[Records for this exercise Boundary: Start]

use crate::cache::{CachedNode, NodeCache};
use crate::defaults::{round_up, MAX_N_SECTOR_READS, SECTOR_LEN};
use crate::distance::{Element, Metric};
use crate::error::{Result, SearchError};
use crate::io::{AlignedRead, AlignedReader, DirectFileReader, SectorArena};
use crate::labels::LabelSet;
use crate::layout::DiskLayout;
use crate::partition::{GraphFileMeta, PartitionTable};
use crate::pq::{FixedChunkPqTable, PqCodes};
use crate::scratch::{ScratchPool, SearchScratch};
use crate::stats::QueryStats;

/// How to populate the node cache at open.
#[derive(Debug, Clone, Default)]
pub enum CacheWarmup {
    /// Leave the cache empty.
    #[default]
    None,
    /// Breadth-first expansion from the medoids, capped at 10% of the index.
    Bfs { num_nodes: usize, shuffle: bool },
    /// Run searches over a sample query file with visit counting and keep
    /// the most-visited ids.
    Sample {
        sample_file: PathBuf,
        num_nodes: usize,
        l_search: u32,
        beam_width: u32,
    },
}

/// Parameters for [`DiskIndex::open`].
#[derive(Debug, Clone)]
pub struct OpenParams {
    pub metric: Metric,
    /// Prefix of the index file family, e.g. `/data/wiki` for
    /// `/data/wiki_disk.index`.
    pub index_prefix: String,
    /// Prefix of the PQ pivot/compressed files; defaults to `index_prefix`.
    pub pq_prefix: Option<String>,
    /// Enables the partitioned graph layout when set.
    pub partition_prefix: Option<String>,
    /// Scratch pool capacity; also the maximum query concurrency.
    pub num_threads: usize,
    pub cache: CacheWarmup,
    /// Port of the embedding service on localhost.
    pub embedding_port: u16,
}

impl Default for OpenParams {
    fn default() -> Self {
        Self {
            metric: Metric::L2,
            index_prefix: String::new(),
            pq_prefix: None,
            partition_prefix: None,
            num_threads: 1,
            cache: CacheWarmup::None,
            embedding_port: 0,
        }
    }
}

/// Per-query knobs. The four classic entry points (plain, filtered,
/// io-limited, both) collapse into one options record.
#[derive(Debug, Clone, Serialize)]
pub struct SearchOptions {
    /// Restrict results to points carrying this label id.
    pub filter: Option<u32>,
    /// Stop traversal after this many read requests.
    pub io_limit: u32,
    /// Rescore the top `3k` from the full-precision reorder region.
    pub use_reorder: bool,
    /// Traverse on PQ only and repair every distance in one fetch afterward.
    pub deferred_fetch: bool,
    /// Use the PQ estimate as the committed distance for expanded nodes.
    pub skip_search_reorder: bool,
    /// Score neighbors from freshly fetched embeddings instead of PQ.
    pub recompute_neighbors: bool,
    /// Memoize recomputed distances per query.
    pub dedup_cache: bool,
    /// Fraction of each neighbor list to drop before scoring (0 disables).
    pub prune_ratio: f32,
    /// Defer exact neighbor scoring to one fetch per beam iteration.
    pub batch_recompute: bool,
    /// Prune against a query-global pool of scored neighbors instead of
    /// per-list. The pool is never trimmed during the query, so its memory
    /// footprint grows with every scored neighbor.
    pub global_pruning: bool,
}

impl Default for SearchOptions {
    fn default() -> Self {
        Self {
            filter: None,
            io_limit: u32::MAX,
            use_reorder: false,
            deferred_fetch: false,
            skip_search_reorder: false,
            recompute_neighbors: false,
            dedup_cache: false,
            prune_ratio: 0.0,
            batch_recompute: false,
            global_pruning: false,
        }
    }
}

/// Expanding-L schedule knobs for [`DiskIndex::range_search`].
#[derive(Debug, Clone)]
pub struct RangeSearchParams {
    pub min_l: u32,
    pub max_l: u32,
    pub min_beam_width: u32,
    /// Stop expanding once fewer than this fraction of L qualifies.
    pub early_stop_fraction: f32,
}

impl Default for RangeSearchParams {
    fn default() -> Self {
        Self {
            min_l: 16,
            max_l: 1024,
            min_beam_width: 2,
            early_stop_fraction: 0.5,
        }
    }
}

/// State of the optional split graph file.
pub(crate) struct GraphState {
    pub reader: DirectFileReader,
    pub meta: GraphFileMeta,
    pub table: PartitionTable,
}

/// Coordinates and adjacency fetched for one node by [`DiskIndex::read_nodes`].
pub(crate) struct NodeData<T> {
    pub coords: Vec<T>,
    pub coord_bytes: Vec<u8>,
    pub neighbors: Vec<u32>,
}

/// A loaded, read-only disk index.
pub struct DiskIndex<T: Element> {
    pub(crate) metric: Metric,
    pub(crate) reader: DirectFileReader,
    pub(crate) graph: Option<GraphState>,
    pub(crate) layout: DiskLayout,
    pub(crate) pq_table: FixedChunkPqTable,
    pub(crate) pq_codes: PqCodes,
    /// Present when the on-disk coordinates are themselves PQ codes.
    pub(crate) disk_pq: Option<FixedChunkPqTable>,
    pub(crate) num_points: usize,
    pub(crate) data_dim: usize,
    pub(crate) aligned_dim: usize,
    pub(crate) medoids: Vec<u32>,
    /// One aligned float vector per medoid, the search seeds.
    pub(crate) centroid_data: Vec<f32>,
    pub(crate) max_base_norm: f32,
    pub(crate) cache: NodeCache<T>,
    pub(crate) labels: Option<LabelSet>,
    pub(crate) scratch: ScratchPool<T>,
    /// Per-id visit counters, populated only during sample-driven warmup.
    pub(crate) visit_counter: RwLock<Option<Vec<AtomicU32>>>,
}

impl<T: Element> std::fmt::Debug for DiskIndex<T> {
    fn fmt(&self, f: &mut std::fmt::Formatter<'_>) -> std::fmt::Result {
        f.debug_struct("DiskIndex")
            .field("num_points", &self.num_points)
            .field("data_dim", &self.data_dim)
            .field("aligned_dim", &self.aligned_dim)
            .finish_non_exhaustive()
    }
}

[Records for this exercise Boundary: End]

Exercise instructions:
Whenever the word "PartitionTable" turns up in a line of the listing above, copy the line.

Response:
use crate::partition::{GraphFileMeta, PartitionTable};
    pub table: PartitionTable,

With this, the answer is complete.